Cher Paradis, dis-moi d’où tu viens ?

Publié le 26 Juillet 2021

Je viens de l'ancien perse. Puis, je passe ensuite en hébreu puis en grec langue dans laquelle pour la première fois sous la plume - ou plutôt le calame - de Xénophon (début du IVe siècle av. J.-C.) je désigne un grand parc peuplé d'animaux sauvages que le roi de Perse Cyrus le Grand avait fait installer pour pouvoir y chasser.

Mon nom est issu d'une langue très ancienne, l'iranien avestique dans laquelle pairidaēza, signifie enceinte royale ou nobiliaire. Le terme se transmet ensuite au persan voulant dire enclos, puis au grec ancien paradeisos  signifiant un parc clos où se trouvent  des animaux sauvages pour aboutir enfin au latin chrétien paradisus. Avant d'être l'ultime demeure céleste des croyants, j’étais donc un lieu de plaisir bien terrestre.

Dans le monde gréco-romain, on se promène dans mon jardin d'agrément. Le livre de la Genèse me décrit comme un jardin des délices ou jardin d'Éden, jardin merveilleux où poussent toutes sortes d'arbres et de plantes aux fruits délicieux, et où cohabitent en harmonie tous les animaux, sous la direction de l'Homme. C’est le jardin terrestre.

Mais les Chrétiens me saisissent, comme le renard le fromage, je deviens également jardin céleste,  le jardin donné à Adam et Ève par Dieu lors de l'épisode de la Création où il a planté pour tenter les hommes ou plutôt la femme, l'arbre de la connaissance du bien et du mal.

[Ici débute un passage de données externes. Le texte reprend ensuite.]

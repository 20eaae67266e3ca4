//! The mission tools: document retrieval, two roster lookups and, when a
//! graph is configured, episode search

use std::sync::Arc;

use async_trait::async_trait;
use serde::{Deserialize, Serialize};
use serde_json::{Value, json};

use super::context::MissionContext;
use super::heroes::{HeroDirectory, SuperheroInfo};
use super::tool::{Tool, ToolRegistry, parse_args};
use crate::error::{Error, Result};
use crate::graph::GraphClient;
use crate::llm::Embedder;
use crate::rag::Retriever;

pub const RETRIEVE_MISSION_INTEL: &str = "retrieve_mission_intel";
pub const GET_AVAILABLE_HEROES: &str = "get_available_heroes";
pub const GET_HEROES_BY_SPECIALTY: &str = "get_heroes_by_specialty";
pub const SEARCH_KNOWLEDGE_GRAPH: &str = "search_knowledge_graph";

const DEFAULT_INTEL_K: usize = 3;
const DEFAULT_GRAPH_LIMIT: usize = 10;

/// One retrieved passage, stamped with the caller's clearance
#[derive(Debug, Clone, PartialEq, Serialize, Deserialize)]
pub struct RetrievalResult {
    pub similarity_score: f32,
    pub content: String,
}

#[derive(Deserialize)]
struct IntelArgs {
    query: String,
    #[serde(default = "default_k")]
    k: usize,
}

fn default_k() -> usize {
    DEFAULT_INTEL_K
}

pub struct RetrieveMissionIntel<E> {
    retriever: Arc<Retriever<E>>,
}

impl<E: Embedder> RetrieveMissionIntel<E> {
    pub fn new(retriever: Arc<Retriever<E>>) -> Self {
        Self { retriever }
    }
}

#[async_trait]
impl<E: Embedder + 'static> Tool for RetrieveMissionIntel<E> {
    fn name(&self) -> &str {
        RETRIEVE_MISSION_INTEL
    }

    fn description(&self) -> &str {
        "Retrieve mission intel and threat data from classified documents"
    }

    fn parameters(&self) -> Value {
        json!({
            "type": "object",
            "properties": {
                "query": {
                    "type": "string",
                    "description": "Intelligence query, e.g. \"Hydra bases\" or \"alien technology\""
                },
                "k": {
                    "type": "integer",
                    "description": "Number of top classified reports to return",
                    "default": DEFAULT_INTEL_K,
                    "minimum": 1
                }
            },
            "required": ["query"]
        })
    }

    async fn call(&self, ctx: &MissionContext, args: Value) -> Result<Value> {
        let args: IntelArgs = parse_args(self.name(), args)?;
        if args.k == 0 {
            return Err(Error::ToolFailed(
                self.name().to_string(),
                "k must be at least 1".to_string(),
            ));
        }

        let results: Vec<RetrievalResult> = self
            .retriever
            .retrieve(&args.query, args.k)
            .await?
            .into_iter()
            .map(|chunk| RetrievalResult {
                similarity_score: chunk.similarity,
                content: format!("[CLEARANCE {}] {}", ctx.clearance_level, chunk.content),
            })
            .collect();

        Ok(serde_json::to_value(results)?)
    }
}

pub struct GetAvailableHeroes {
    directory: Arc<HeroDirectory>,
}

impl GetAvailableHeroes {
    pub fn new(directory: Arc<HeroDirectory>) -> Self {
        Self { directory }
    }
}

#[async_trait]
impl Tool for GetAvailableHeroes {
    fn name(&self) -> &str {
        GET_AVAILABLE_HEROES
    }

    fn description(&self) -> &str {
        "List heroes currently available for missions with their capabilities"
    }

    fn parameters(&self) -> Value {
        json!({"type": "object", "properties": {}})
    }

    async fn call(&self, _ctx: &MissionContext, _args: Value) -> Result<Value> {
        let heroes: Vec<SuperheroInfo> = self
            .directory
            .available()
            .into_iter()
            .map(SuperheroInfo::from)
            .collect();
        Ok(serde_json::to_value(heroes)?)
    }
}

#[derive(Deserialize)]
struct SpecialtyArgs {
    specialty: String,
}

pub struct GetHeroesBySpecialty {
    directory: Arc<HeroDirectory>,
}

impl GetHeroesBySpecialty {
    pub fn new(directory: Arc<HeroDirectory>) -> Self {
        Self { directory }
    }
}

#[async_trait]
impl Tool for GetHeroesBySpecialty {
    fn name(&self) -> &str {
        GET_HEROES_BY_SPECIALTY
    }

    fn description(&self) -> &str {
        "Find every hero who specializes in the requested area"
    }

    fn parameters(&self) -> Value {
        json!({
            "type": "object",
            "properties": {
                "specialty": {
                    "type": "string",
                    "description": "Required specialty, e.g. \"divine_magic\", \"technology\" or \"stealth\""
                }
            },
            "required": ["specialty"]
        })
    }

    async fn call(&self, _ctx: &MissionContext, args: Value) -> Result<Value> {
        let args: SpecialtyArgs = parse_args(self.name(), args)?;
        let heroes: Vec<SuperheroInfo> = self
            .directory
            .by_specialty(&args.specialty)
            .into_iter()
            .map(SuperheroInfo::from)
            .collect();
        Ok(serde_json::to_value(heroes)?)
    }
}

#[derive(Deserialize)]
struct GraphSearchArgs {
    query: String,
    #[serde(default = "default_graph_limit")]
    limit: usize,
}

fn default_graph_limit() -> usize {
    DEFAULT_GRAPH_LIMIT
}

/// Episode search over the knowledge graph
pub struct SearchKnowledgeGraph {
    client: Arc<GraphClient>,
}

impl SearchKnowledgeGraph {
    pub fn new(client: Arc<GraphClient>) -> Self {
        Self { client }
    }
}

#[async_trait]
impl Tool for SearchKnowledgeGraph {
    fn name(&self) -> &str {
        SEARCH_KNOWLEDGE_GRAPH
    }

    fn description(&self) -> &str {
        "Search the knowledge graph for episodes about MCU heroes and events, newest first"
    }

    fn parameters(&self) -> Value {
        json!({
            "type": "object",
            "properties": {
                "query": {
                    "type": "string",
                    "description": "Phrase to look for, e.g. \"Captain America\""
                },
                "limit": {
                    "type": "integer",
                    "description": "Maximum number of episodes to return",
                    "default": DEFAULT_GRAPH_LIMIT,
                    "minimum": 1
                }
            },
            "required": ["query"]
        })
    }

    async fn call(&self, _ctx: &MissionContext, args: Value) -> Result<Value> {
        let args: GraphSearchArgs = parse_args(self.name(), args)?;
        if args.limit == 0 {
            return Err(Error::ToolFailed(
                self.name().to_string(),
                "limit must be at least 1".to_string(),
            ));
        }

        let hits = self.client.search(&args.query, args.limit).await?;
        Ok(serde_json::to_value(hits)?)
    }
}

/// Registry holding the three mission tools
pub fn mission_tools<E: Embedder + 'static>(
    retriever: Arc<Retriever<E>>,
    directory: Arc<HeroDirectory>,
) -> Result<ToolRegistry> {
    let mut registry = ToolRegistry::new();
    registry.register(Arc::new(RetrieveMissionIntel::new(retriever)))?;
    registry.register(Arc::new(GetAvailableHeroes::new(Arc::clone(&directory))))?;
    registry.register(Arc::new(GetHeroesBySpecialty::new(directory)))?;
    Ok(registry)
}

/// Add episode search to a registry
pub fn add_graph_search(registry: &mut ToolRegistry, client: Arc<GraphClient>) -> Result<()> {
    registry.register(Arc::new(SearchKnowledgeGraph::new(client)))
}

#[cfg(test)]
mod tests {
    use super::*;
    use crate::graph::GraphConfig;
    use crate::rag::retriever::tests::KeywordEmbedder;
    use crate::storage::{Database, DocumentRepository};

    async fn registry() -> ToolRegistry {
        let db = Database::in_memory().await.unwrap();
        let repo = DocumentRepository::new(&db);
        let doc = repo.upsert_document("intel.md", "...").await.unwrap();
        repo.insert_chunk(doc, 0, "Hydra stole the shield schematics", &[0.0, 1.0, 0.0])
            .await
            .unwrap();
        repo.insert_chunk(doc, 1, "Stark armor prototypes", &[0.0, 0.0, 1.0])
            .await
            .unwrap();

        let retriever = Arc::new(Retriever::new(db, KeywordEmbedder));
        mission_tools(retriever, Arc::new(HeroDirectory::avengers())).unwrap()
    }

    #[tokio::test]
    async fn test_registry_names() {
        let registry = registry().await;
        assert_eq!(
            registry.names(),
            vec![RETRIEVE_MISSION_INTEL, GET_AVAILABLE_HEROES, GET_HEROES_BY_SPECIALTY]
        );
        assert_eq!(registry.definitions().len(), 3);
    }

    #[tokio::test]
    async fn test_retrieve_mission_intel_stamps_clearance() {
        let registry = registry().await;
        let ctx = MissionContext::new("OPERATION_THUNDERSTRIKE", 8).unwrap();

        let out = registry
            .invoke(RETRIEVE_MISSION_INTEL, &ctx, json!({"query": "shield", "k": 1}))
            .await
            .unwrap();
        let results: Vec<RetrievalResult> = serde_json::from_value(out).unwrap();

        assert_eq!(results.len(), 1);
        assert_eq!(results[0].content, "[CLEARANCE 8] Hydra stole the shield schematics");
        assert!((results[0].similarity_score - 1.0).abs() < 1e-6);
    }

    #[tokio::test]
    async fn test_retrieve_mission_intel_defaults_k() {
        let registry = registry().await;
        let out = registry
            .invoke(RETRIEVE_MISSION_INTEL, &MissionContext::default(), json!({"query": "armor"}))
            .await
            .unwrap();
        assert_eq!(out.as_array().unwrap().len(), 2);
    }

    #[tokio::test]
    async fn test_retrieve_mission_intel_requires_query() {
        let registry = registry().await;
        let err = registry
            .invoke(RETRIEVE_MISSION_INTEL, &MissionContext::default(), json!({}))
            .await
            .unwrap_err();
        assert!(matches!(err, Error::ToolFailed(..)));
    }

    #[tokio::test]
    async fn test_hero_tools() {
        let registry = registry().await;
        let ctx = MissionContext::default();

        let available = registry
            .invoke(GET_AVAILABLE_HEROES, &ctx, Value::Null)
            .await
            .unwrap();
        assert_eq!(available.as_array().unwrap().len(), 3);
        assert_eq!(available[0]["name"], "Iron Man");
        assert_eq!(available[0]["status"], "active");

        let magic = registry
            .invoke(GET_HEROES_BY_SPECIALTY, &ctx, json!({"specialty": "Divine_Magic"}))
            .await
            .unwrap();
        let magic: Vec<SuperheroInfo> = serde_json::from_value(magic).unwrap();
        assert_eq!(magic.len(), 1);
        assert_eq!(magic[0].name, "Thor");
    }

    fn graph_client(server: &mockito::ServerGuard) -> Arc<GraphClient> {
        let config = GraphConfig {
            uri: server.url(),
            user: "neo4j".to_string(),
            password: "secret".to_string(),
            database: "neo4j".to_string(),
            timeout_secs: 5,
        };
        Arc::new(GraphClient::new(config).unwrap())
    }

    #[tokio::test]
    async fn test_search_knowledge_graph() {
        let mut server = mockito::Server::new_async().await;
        let mock = server
            .mock("POST", "/db/neo4j/tx/commit")
            .match_body(mockito::Matcher::PartialJson(json!({
                "statements": [{"parameters": {"query": "captain america", "limit": 5}}]
            })))
            .with_status(200)
            .with_body(
                r#"{"results":[{"columns":[],"data":[
                    {"row":["u2","Post 3","Sam Wilson is Captain America.","text","Hero status update","2019-04-27T00:00:00Z"]}
                ]}],"errors":[]}"#,
            )
            .create_async()
            .await;

        let mut registry = registry().await;
        add_graph_search(&mut registry, graph_client(&server)).unwrap();
        assert_eq!(registry.len(), 4);
        assert_eq!(registry.names()[3], SEARCH_KNOWLEDGE_GRAPH);

        let out = registry
            .invoke(
                SEARCH_KNOWLEDGE_GRAPH,
                &MissionContext::default(),
                json!({"query": "captain america", "limit": 5}),
            )
            .await
            .unwrap();

        let hits = out.as_array().unwrap();
        assert_eq!(hits.len(), 1);
        assert_eq!(hits[0]["name"], "Post 3");
        assert_eq!(hits[0]["content"], "Sam Wilson is Captain America.");
        assert_eq!(hits[0]["valid_at"], "2019-04-27T00:00:00Z");
        mock.assert_async().await;
    }

    #[tokio::test]
    async fn test_search_knowledge_graph_rejects_zero_limit() {
        let server = mockito::Server::new_async().await;
        let mut registry = ToolRegistry::new();
        add_graph_search(&mut registry, graph_client(&server)).unwrap();

        let err = registry
            .invoke(
                SEARCH_KNOWLEDGE_GRAPH,
                &MissionContext::default(),
                json!({"query": "thor", "limit": 0}),
            )
            .await
            .unwrap_err();
        assert!(matches!(err, Error::ToolFailed(..)));
    }

    #[tokio::test]
    async fn test_search_knowledge_graph_surfaces_cypher_errors() {
        let mut server = mockito::Server::new_async().await;
        server
            .mock("POST", "/db/neo4j/tx/commit")
            .with_status(200)
            .with_body(r#"{"results":[],"errors":[{"code":"Neo.ClientError.Statement.SyntaxError","message":"bad"}]}"#)
            .create_async()
            .await;

        let mut registry = ToolRegistry::new();
        add_graph_search(&mut registry, graph_client(&server)).unwrap();

        let err = registry
            .invoke(SEARCH_KNOWLEDGE_GRAPH, &MissionContext::default(), json!({"query": "thor"}))
            .await
            .unwrap_err();
        assert!(matches!(err, Error::GraphError(msg) if msg.contains("SyntaxError")));
    }
}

Sans surprise, la transgression a bien lieu. Je suis aussi le « séjour des Justes » au Ciel s'opposant à l’enfer inferi ou les limbes incertaines des païens. Parallèlement, j’évoque un lieu de bonheur spirituel. La forme savante médiévale paradis remplace la forme pareïs à la fin du XIe  siècle. Mon nom, quel honneur,  exprime  la  félicité tout en conservant la notion de jardin, en particulier  dans la locution de paradis terrestre.

Ce n'est qu'au XVIIIe siècle que l'on voit dans le paradis terrestre une forme du mythe antique de l'Age d'or et qu'est abandonnée l'idée de me trouver sur la Terre. J’avais été un bon stimulant pour les voyages et les découvertes. Désormais "céleste" et abstrait, je ne suis pour la plupart des chrétiens qu’un lieu immatériel sans rapport physique avec le firmament.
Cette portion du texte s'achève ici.